▸ Aim of the task
Every line of the entries that holds the word "Where" is to be copied.

▸ Listed entries
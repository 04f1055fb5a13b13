//! Field unit configuration.
//!
//! Every section has working defaults so the unit can start with no file at
//! all; a JSON file may override any subset of fields.

use std::path::Path;

use bevy_ecs::prelude::Resource;
use serde::{Deserialize, Serialize};
use thiserror::Error;

use crate::clock::CallSite;
use crate::ecs::VehicleId;
use crate::geo::{Coordinate, ARRIVAL_EPSILON_M, PROXIMITY_THRESHOLD_M};
use crate::waypoints::CUET_CAMPUS;

#[derive(Debug, Error)]
pub enum ConfigError {
    #[error("failed to read config file: {0}")]
    Io(#[from] std::io::Error),

    #[error("invalid config file: {0}")]
    Json(#[from] serde_json::Error),

    #[error("invalid config: {0}")]
    Invalid(String),
}

/// Identity announced to the backend at registration.
#[derive(Debug, Clone, Resource, Serialize, Deserialize)]
#[serde(default)]
pub struct VehicleProfile {
    pub vehicle_id: VehicleId,
    pub operator_name: String,
    pub phone_number: String,
    /// Where the simulated vehicle starts.
    pub start_position: Coordinate,
}

impl Default for VehicleProfile {
    fn default() -> Self {
        Self {
            vehicle_id: VehicleId("RICK001".to_string()),
            operator_name: "Abdul Karim".to_string(),
            phone_number: "01712345678".to_string(),
            start_position: CUET_CAMPUS.position,
        }
    }
}

#[derive(Debug, Clone, Resource, Serialize, Deserialize)]
#[serde(default)]
pub struct BackendConfig {
    /// Base URL including the API prefix, e.g. `http://10.0.0.5:3000/api`.
    pub base_url: String,
    pub request_timeout_ms: u64,
    /// Accepting is contended, so it gets a longer budget.
    pub accept_timeout_ms: u64,
    /// How many recent rides the registry poll asks for.
    pub registry_limit: u32,
}

impl Default for BackendConfig {
    fn default() -> Self {
        Self {
            base_url: "http://127.0.0.1:3000/api".to_string(),
            request_timeout_ms: 3_000,
            accept_timeout_ms: 5_000,
            registry_limit: 10,
        }
    }
}

/// Minimum interval between calls, per call-site (milliseconds).
#[derive(Debug, Clone, Copy, Resource, Serialize, Deserialize)]
#[serde(default)]
pub struct PollingConfig {
    pub location_push_ms: u64,
    pub offer_discovery_ms: u64,
    pub assignment_watch_ms: u64,
    /// Watching a pending offer for a remote accept.
    pub acceptance_watch_ms: u64,
    /// Watching an active ride; faster because staleness while driving costs more.
    pub status_watch_ms: u64,
    pub movement_step_ms: u64,
    pub submit_ms: u64,
}

impl Default for PollingConfig {
    fn default() -> Self {
        Self {
            location_push_ms: 5_000,
            offer_discovery_ms: 3_000,
            assignment_watch_ms: 2_000,
            acceptance_watch_ms: 2_000,
            status_watch_ms: 1_500,
            movement_step_ms: 1_000,
            submit_ms: 1_000,
        }
    }
}

impl PollingConfig {
    pub fn interval_ms(&self, site: CallSite) -> u64 {
        match site {
            CallSite::LocationPush => self.location_push_ms,
            CallSite::OfferDiscovery => self.offer_discovery_ms,
            CallSite::AssignmentWatch => self.assignment_watch_ms,
            CallSite::AcceptanceWatch => self.acceptance_watch_ms,
            CallSite::StatusWatch => self.status_watch_ms,
            CallSite::MovementStep => self.movement_step_ms,
            CallSite::AcceptSubmit | CallSite::PickupSubmit | CallSite::CompleteSubmit => self.submit_ms,
        }
    }
}

#[derive(Debug, Clone, Copy, Resource, Serialize, Deserialize)]
#[serde(default)]
pub struct MotionConfig {
    pub speed_kmh: f64,
    pub arrival_epsilon_m: f64,
    pub proximity_threshold_m: f64,
}

impl Default for MotionConfig {
    fn default() -> Self {
        Self {
            speed_kmh: 15.0,
            arrival_epsilon_m: ARRIVAL_EPSILON_M,
            proximity_threshold_m: PROXIMITY_THRESHOLD_M,
        }
    }
}

#[derive(Debug, Clone, Serialize, Deserialize)]
#[serde(default)]
pub struct FieldUnitConfig {
    pub vehicle: VehicleProfile,
    pub backend: BackendConfig,
    pub polling: PollingConfig,
    pub motion: MotionConfig,
    /// Host tick period.
    pub tick_ms: u64,
}

impl FieldUnitConfig {
    pub fn from_json_str(raw: &str) -> Result<Self, ConfigError> {
        let config: Self = serde_json::from_str(raw)?;
        config.validate()?;
        Ok(config)
    }

    pub fn from_json_file(path: impl AsRef<Path>) -> Result<Self, ConfigError> {
        let raw = std::fs::read_to_string(path)?;
        Self::from_json_str(&raw)
    }

    pub fn validate(&self) -> Result<(), ConfigError> {
        if self.vehicle.vehicle_id.as_str().trim().is_empty() {
            return Err(ConfigError::Invalid("vehicle_id must not be empty".into()));
        }
        if !self.vehicle.start_position.is_finite() {
            return Err(ConfigError::Invalid("start_position must be finite".into()));
        }
        if !(self.motion.speed_kmh.is_finite() && self.motion.speed_kmh > 0.0) {
            return Err(ConfigError::Invalid("speed_kmh must be positive".into()));
        }
        if self.motion.proximity_threshold_m < self.motion.arrival_epsilon_m {
            return Err(ConfigError::Invalid(
                "proximity_threshold_m must be at least arrival_epsilon_m".into(),
            ));
        }
        if self.tick_ms == 0 {
            return Err(ConfigError::Invalid("tick_ms must be positive".into()));
        }
        Ok(())
    }
}

impl Default for FieldUnitConfig {
    fn default() -> Self {
        Self {
            vehicle: VehicleProfile::default(),
            backend: BackendConfig::default(),
            polling: PollingConfig::default(),
            motion: MotionConfig::default(),
            tick_ms: 100,
        }
    }
}
//! Ride lifecycle state machine.
//!
//! [`RideContext`] is the single source of truth for the ride this unit is
//! working on. The phase lives inside the optional [`ActiveRide`], so an idle
//! context cannot carry a stale id, and the navigation target is derived from
//! the phase instead of being stored beside it.
//!
//! Local operations that need the backend are split into a guard check
//! (`check_*`) and a commit, so the caller can perform the network call in
//! between and leave the context untouched if it fails.

use bevy_ecs::prelude::Resource;
use thiserror::Error;

use crate::ecs::RideId;
use crate::geo::{distance_m, Coordinate};
use crate::waypoints::{self, NamedWaypoint};

#[derive(Debug, Default, Clone, Copy, PartialEq, Eq, Hash)]
pub enum RidePhase {
    #[default]
    Idle,
    OfferPending,
    ToPickup,
    ToDestination,
}

impl RidePhase {
    pub fn is_active(self) -> bool {
        matches!(self, RidePhase::ToPickup | RidePhase::ToDestination)
    }

    pub fn label(self) -> &'static str {
        match self {
            RidePhase::Idle => "IDLE",
            RidePhase::OfferPending => "OFFER_PENDING",
            RidePhase::ToPickup => "TO_PICKUP",
            RidePhase::ToDestination => "TO_DESTINATION",
        }
    }
}

impl std::fmt::Display for RidePhase {
    fn fmt(&self, f: &mut std::fmt::Formatter<'_>) -> std::fmt::Result {
        f.write_str(self.label())
    }
}

/// A resolved endpoint of a ride: the rider's label and the catalog point it
/// resolved to.
#[derive(Debug, Clone, PartialEq)]
pub struct RideStop {
    pub label: String,
    pub waypoint: NamedWaypoint,
}

impl RideStop {
    pub fn resolve(label: &str) -> Result<Self, RideError> {
        let waypoint =
            waypoints::resolve(label).ok_or_else(|| RideError::UnresolvedWaypoint(label.to_string()))?;
        Ok(Self {
            label: label.trim().to_string(),
            waypoint,
        })
    }
}

#[derive(Debug, Clone, PartialEq)]
pub struct ActiveRide {
    pub id: RideId,
    pub pickup: RideStop,
    pub destination: RideStop,
    phase: RidePhase,
}

impl ActiveRide {
    pub fn phase(&self) -> RidePhase {
        self.phase
    }

    /// Where the vehicle should be heading in the current phase. Offers
    /// already point at the pickup so the operator can see how far it is.
    pub fn target(&self) -> &NamedWaypoint {
        match self.phase {
            RidePhase::ToDestination => &self.destination.waypoint,
            _ => &self.pickup.waypoint,
        }
    }
}

/// Observable result of a state-machine operation.
#[derive(Debug, Clone, Copy, PartialEq, Eq)]
pub struct Transition {
    pub from: RidePhase,
    pub to: RidePhase,
}

impl Transition {
    fn new(from: RidePhase, to: RidePhase) -> Self {
        Self { from, to }
    }

    pub fn is_noop(&self) -> bool {
        self.from == self.to
    }
}

/// Guard violations for local operations. The context is unchanged whenever
/// one of these is returned.
#[derive(Debug, Clone, PartialEq, Error)]
pub enum RideError {
    #[error("no pending offer to act on")]
    NoPendingOffer,

    #[error("already handling ride {0}")]
    Busy(RideId),

    #[error("not heading to a pickup")]
    NotHeadingToPickup,

    #[error("not heading to a destination")]
    NotHeadingToDestination,

    #[error("too far: {distance_m:.1} m away, must be within {threshold_m:.0} m")]
    TooFar { distance_m: f64, threshold_m: f64 },

    #[error("unknown location '{0}'")]
    UnresolvedWaypoint(String),
}

#[derive(Debug, Default, Clone, Resource)]
pub struct RideContext {
    ride: Option<ActiveRide>,
}

impl RideContext {
    pub fn phase(&self) -> RidePhase {
        self.ride.as_ref().map_or(RidePhase::Idle, |r| r.phase)
    }

    pub fn ride(&self) -> Option<&ActiveRide> {
        self.ride.as_ref()
    }

    pub fn ride_id(&self) -> Option<&RideId> {
        self.ride.as_ref().map(|r| &r.id)
    }

    pub fn target(&self) -> Option<&NamedWaypoint> {
        self.ride.as_ref().map(ActiveRide::target)
    }

    /// Distance from `position` to the current target, if a ride is tracked.
    pub fn distance_to_target(&self, position: Coordinate) -> Option<f64> {
        self.target().map(|wp| distance_m(position, wp.position))
    }

    /// IDLE → OFFER_PENDING. Both labels must resolve; an offer the vehicle
    /// cannot navigate is refused outright.
    pub fn offer(&mut self, id: RideId, pickup: &str, destination: &str) -> Result<Transition, RideError> {
        if let Some(current) = &self.ride {
            return Err(RideError::Busy(current.id.clone()));
        }
        let pickup = RideStop::resolve(pickup)?;
        let destination = RideStop::resolve(destination)?;
        self.ride = Some(ActiveRide {
            id,
            pickup,
            destination,
            phase: RidePhase::OfferPending,
        });
        Ok(Transition::new(RidePhase::Idle, RidePhase::OfferPending))
    }

    /// Guard for a local accept; returns the id to submit.
    pub fn check_accept(&self) -> Result<&RideId, RideError> {
        match &self.ride {
            Some(ride) if ride.phase == RidePhase::OfferPending => Ok(&ride.id),
            _ => Err(RideError::NoPendingOffer),
        }
    }

    /// OFFER_PENDING → TO_PICKUP, from a local accept or a remote one.
    /// Repeating it once in TO_PICKUP is a no-op.
    pub fn accept(&mut self) -> Result<Transition, RideError> {
        let ride = self.ride.as_mut().ok_or(RideError::NoPendingOffer)?;
        match ride.phase {
            RidePhase::OfferPending => {
                ride.phase = RidePhase::ToPickup;
                Ok(Transition::new(RidePhase::OfferPending, RidePhase::ToPickup))
            }
            RidePhase::ToPickup => Ok(Transition::new(RidePhase::ToPickup, RidePhase::ToPickup)),
            _ => Err(RideError::NoPendingOffer),
        }
    }

    /// OFFER_PENDING → IDLE.
    pub fn reject(&mut self) -> Result<RideId, RideError> {
        self.check_accept()?;
        self.clear().ok_or(RideError::NoPendingOffer)
    }

    /// Guard for a local pickup confirmation.
    pub fn check_pickup(&self, position: Coordinate, threshold_m: f64) -> Result<&RideId, RideError> {
        let ride = match &self.ride {
            Some(ride) if ride.phase == RidePhase::ToPickup => ride,
            _ => return Err(RideError::NotHeadingToPickup),
        };
        within_threshold(position, &ride.pickup.waypoint, threshold_m)?;
        Ok(&ride.id)
    }

    /// TO_PICKUP → TO_DESTINATION. Idempotent once in TO_DESTINATION.
    pub fn confirm_pickup(&mut self) -> Result<Transition, RideError> {
        let ride = self.ride.as_mut().ok_or(RideError::NotHeadingToPickup)?;
        match ride.phase {
            RidePhase::ToPickup => {
                ride.phase = RidePhase::ToDestination;
                Ok(Transition::new(RidePhase::ToPickup, RidePhase::ToDestination))
            }
            RidePhase::ToDestination => Ok(Transition::new(
                RidePhase::ToDestination,
                RidePhase::ToDestination,
            )),
            _ => Err(RideError::NotHeadingToPickup),
        }
    }

    /// Guard for a local completion.
    pub fn check_complete(&self, position: Coordinate, threshold_m: f64) -> Result<&RideId, RideError> {
        let ride = match &self.ride {
            Some(ride) if ride.phase == RidePhase::ToDestination => ride,
            _ => return Err(RideError::NotHeadingToDestination),
        };
        within_threshold(position, &ride.destination.waypoint, threshold_m)?;
        Ok(&ride.id)
    }

    /// Ends the ride in any phase and returns it.
    pub fn finish(&mut self) -> Option<ActiveRide> {
        self.ride.take()
    }

    fn clear(&mut self) -> Option<RideId> {
        self.ride.take().map(|r| r.id)
    }

    /// Replaces the tracked ride with one the backend says belongs to this
    /// unit. Nothing changes if either label fails to resolve.
    pub fn adopt(
        &mut self,
        id: RideId,
        pickup: &str,
        destination: &str,
        phase: RidePhase,
    ) -> Result<Transition, RideError> {
        let pickup = RideStop::resolve(pickup)?;
        let destination = RideStop::resolve(destination)?;
        let from = self.phase();
        if phase == RidePhase::Idle {
            self.ride = None;
        } else {
            self.ride = Some(ActiveRide {
                id,
                pickup,
                destination,
                phase,
            });
        }
        Ok(Transition::new(from, phase))
    }
}

fn within_threshold(position: Coordinate, waypoint: &NamedWaypoint, threshold_m: f64) -> Result<(), RideError> {
    let distance = distance_m(position, waypoint.position);
    if distance > threshold_m {
        return Err(RideError::TooFar {
            distance_m: distance,
            threshold_m,
        });
    }
    Ok(())
}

▸ Your response
    /// Where the simulated vehicle starts.
    /// Where the vehicle should be heading in the current phase. Offers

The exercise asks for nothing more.